Cookie policy: This site uses cookies (small files stored on your computer) to simplify and improve your experience of this website. Cookies are small text files stored on the device you are using to access this website. For more information please take a look at our terms and conditions. Some parts of the site may not work properly if you choose not to accept cookies.


Subscribe or Register

Existing user? Login


Drug development

Preclinical randomised controlled trials could tackle high attrition rates in drug development

Preclinical randomised controlled trials could help select the most promising drug candidates before clinical trials are initiated, researchers find.

Researchers use RCT design for animal studies to tackle high attrition rates in drug development

Source: Marques

Researchers investigated the efficacy of anti-CD49d antibodies in two mouse models of stroke – one representing a relatively mild stroke, the other a relatively severe stroke

Researchers have come up with a potential solution to the problem of experimental drugs failing in clinical trials, despite promising results from preclinical, animal studies.

Arthur Liesz of the Munich Cluster for Systems Neurology (SyNergy), Munich, Germany, and colleagues performed a preclinical randomised controlled multicentre trial (pRCT) to test a potential stroke therapy using a design and rigour usually reserved for clinical randomised control trials.

The therapy, an antibody that stops circulating immune cells from crossing into the brain where they could cause inflammation and damage after a stroke, has had mixed results in trials.
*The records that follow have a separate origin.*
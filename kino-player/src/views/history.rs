//! The liked/disliked gallery overlay with client-side sorting.

use iced::widget::{
    Space, button, column, container, image, mouse_area, pick_list, row, scrollable, text,
};
use iced::{Alignment, ContentFit, Element, Length};
use kino_model::{Film, SortKey};

use crate::for_you::Loadable;
use crate::messages::{Message, ui};
use crate::poster_cache::PosterCache;
use crate::state::{DetailHost, HistoryKind, HistoryView, State};
use crate::theme;
use crate::views::components;

pub fn view<'a>(state: &'a State, history: &'a HistoryView) -> Element<'a, Message> {
    let list = match history.kind {
        HistoryKind::Liked => &state.for_you.liked,
        HistoryKind::Disliked => &state.for_you.disliked,
    };

    let body: Element<'_, Message> = match list {
        Loadable::Ready(films) if films.is_empty() => text("Nothing here yet.")
            .size(14)
            .color(theme::TEXT_DIMMED)
            .into(),
        Loadable::Ready(films) => sorted_rows(&state.posters, films, history.sort),
        Loadable::Loading | Loadable::NotLoaded => text("Loading...")
            .size(14)
            .color(theme::TEXT_DIMMED)
            .into(),
        Loadable::Failed(message) => components::error_line(message),
    };

    let header = row![
        text(history.kind.title()).size(20).color(theme::TEXT_BRIGHT),
        Space::with_width(Length::Fill),
        pick_list(SortKey::ALL, Some(history.sort), |key| {
            Message::Ui(ui::Message::SortChanged(key))
        })
        .text_size(13),
        button(text("✕").size(16))
            .on_press(Message::Ui(ui::Message::CloseHistory))
            .style(theme::ghost_button),
    ]
    .spacing(10)
    .align_y(Alignment::Center);

    container(
        column![header, scrollable(body).height(Length::Fill)]
            .spacing(12)
            .padding(16),
    )
    .width(Length::Fill)
    .height(Length::Fill)
    .style(theme::screen)
    .into()
}

/// Rows own their data; the sorted order is computed per render from the
/// cached list.
fn sorted_rows(posters: &PosterCache, films: &[Film], sort: SortKey) -> Element<'static, Message> {
    let mut ordered = films.to_vec();
    sort.sort(&mut ordered);

    let mut list = column![].spacing(10);
    for film in ordered {
        list = list.push(gallery_row(posters, film));
    }
    list.into()
}

fn gallery_row(posters: &PosterCache, film: Film) -> Element<'static, Message> {
    let poster: Element<'static, Message> = match posters.get(film.id) {
        Some(handle) => image(handle.clone())
            .width(60)
            .height(90)
            .content_fit(ContentFit::Cover)
            .into(),
        None => container(text(film.title.clone()).size(11).color(theme::TEXT_DIMMED))
            .width(60)
            .height(90)
            .padding(6)
            .style(theme::panel)
            .into(),
    };

    let mut parts: Vec<String> = Vec::new();
    if let Some(year) = film.release_year() {
        parts.push(year.to_string());
    }
    if film.vote_average.is_some() {
        parts.push(format!("⭐ {:.1}", film.rating()));
    }
    if let Some(runtime) = film.runtime_display() {
        parts.push(runtime);
    }

    let body = row![
        poster,
        column![
            text(film.title.clone()).size(15).color(theme::TEXT_BRIGHT),
            text(parts.join(" • ")).size(13).color(theme::TEXT_DIMMED),
        ]
        .spacing(4),
    ]
    .spacing(12)
    .align_y(Alignment::Center);

    mouse_area(
        container(body)
            .width(Length::Fill)
            .padding(8)
            .style(theme::panel),
    )
    .on_press(Message::Ui(ui::Message::OpenDetail {
        film,
        host: DetailHost::History,
    }))
    .into()
}
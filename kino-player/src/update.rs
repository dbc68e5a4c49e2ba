use iced::Task;

use crate::messages::Message;
use crate::state::State;
use crate::updates;

pub fn update(state: &mut State, message: Message) -> Task<Message> {
    match message {
        Message::Auth(message) => updates::auth_updates::handle(state, message),
        Message::Deck(message) => updates::deck_updates::handle(state, message),
        Message::ForYou(message) => updates::for_you_updates::handle(state, message),
        Message::Ui(message) => updates::ui_updates::handle(state, message),
    }
}
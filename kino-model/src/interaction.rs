/// A user decision about a single film.
///
/// `Superlike` doubles as the non-destructive "skip" signal; the backend
/// defines what weight it carries, the client only records it.
#[derive(Debug, Clone, Copy, PartialEq, Eq, Hash)]
#[cfg_attr(feature = "serde", derive(serde::Serialize, serde::Deserialize))]
#[cfg_attr(feature = "serde", serde(rename_all = "lowercase"))]
pub enum Decision {
    Like,
    Dislike,
    Superlike,
}

impl Decision {
    /// Path segment used by the interaction endpoint.
    pub fn as_str(&self) -> &'static str {
        match self {
            Decision::Like => "like",
            Decision::Dislike => "dislike",
            Decision::Superlike => "superlike",
        }
    }
}

impl std::fmt::Display for Decision {
    fn fmt(&self, f: &mut std::fmt::Formatter<'_>) -> std::fmt::Result {
        f.write_str(self.as_str())
    }
}

#[cfg(test)]
mod tests {
    use super::*;

    #[test]
    fn wire_segments() {
        assert_eq!(Decision::Like.as_str(), "like");
        assert_eq!(Decision::Dislike.as_str(), "dislike");
        assert_eq!(Decision::Superlike.as_str(), "superlike");
    }
}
Some studies have found that the anti-CD49d antibody improves outcomes after a stroke, while another study reported no significant benefit.

The researchers, from six independent European research centres, investigated the efficacy of anti-CD49d antibodies in two mouse models of stroke – one representing a relatively mild stroke, the other a relatively severe stroke. The results pooled from the six centres revealed that treatment with anti-CD49d antibodies was effective in the mild stroke model, but not in the severe stroke model.

“Using two stroke models was a critical part of the design of our study,” says Liesz. “Clinical stroke is a highly variable disease and one drug might not be appropriate to cure all of them.”

Only a small fraction of the results from preclinical studies are replicated in the clinic, wasting time, money and scientific endeavour, not to mention risking potentially harmful clinical trials.

Animal studies are not subject to the same exacting requirements as clinical trials, and yet the results from these studies are used to support subsequent clinical trials. A separate study investigating previous animal studies has reported the inadequate reporting of data, statistical flaws, and missing cross-validation of data from independent study centres. “Virtually all preclinical studies performed by individual research groups are underpowered and often fail to adequately control for bias,” notes Liesz, whose findings were published in Science Translational Medicine[1] on 5 August 2015.

“We have seen that preclinical studies with the same rigorous design as clinical trials are indeed feasible,” says Liesz.

Michael Tymianski from the Toronto Western Hospital Research Institute, Toronto, Canada, is impressed. “The approach of conducting multicentre preclinical trials of a therapy sets a new standard for life sciences research, which is currently plagued by irreproducibility of a substantial proportion of preclinical data,” he writes in a commentary piece[2] in the same issue of Science Translational Medicine.

Nevertheless, Tymianski, who notes that more than 1,000 experimental stroke treatments have not translated successfully to the clinic, does not believe Liesz and colleagues’ findings will solve the problem completely.

“It is difficult to believe that all of these failures resulted only from irreproducible or even false results,” he writes. “It is an important piece of the larger unsolved translational puzzle in stroke research, but there are other key pieces that must be defined before the roadmap to success is clear.”

Liesz says their findings have implications for other disease areas. “In view of the frustrating experience of numerous failed clinical trials and the extremely low success rate of translational research from bench to bedside — in nearly all biomedical research areas, not only stroke research — I would argue that a confirmative preclinical study design such as a pRCT should be mandatory before moving forward to conduct a clinical trial,” he concludes.

Citation: The Pharmaceutical Journal DOI: 10.1211/PJ.2015.20069120

Have your say

For commenting, please login or register as a user and agree to our Community Guidelines. You will be re-directed back to this page where you will have the ability to comment.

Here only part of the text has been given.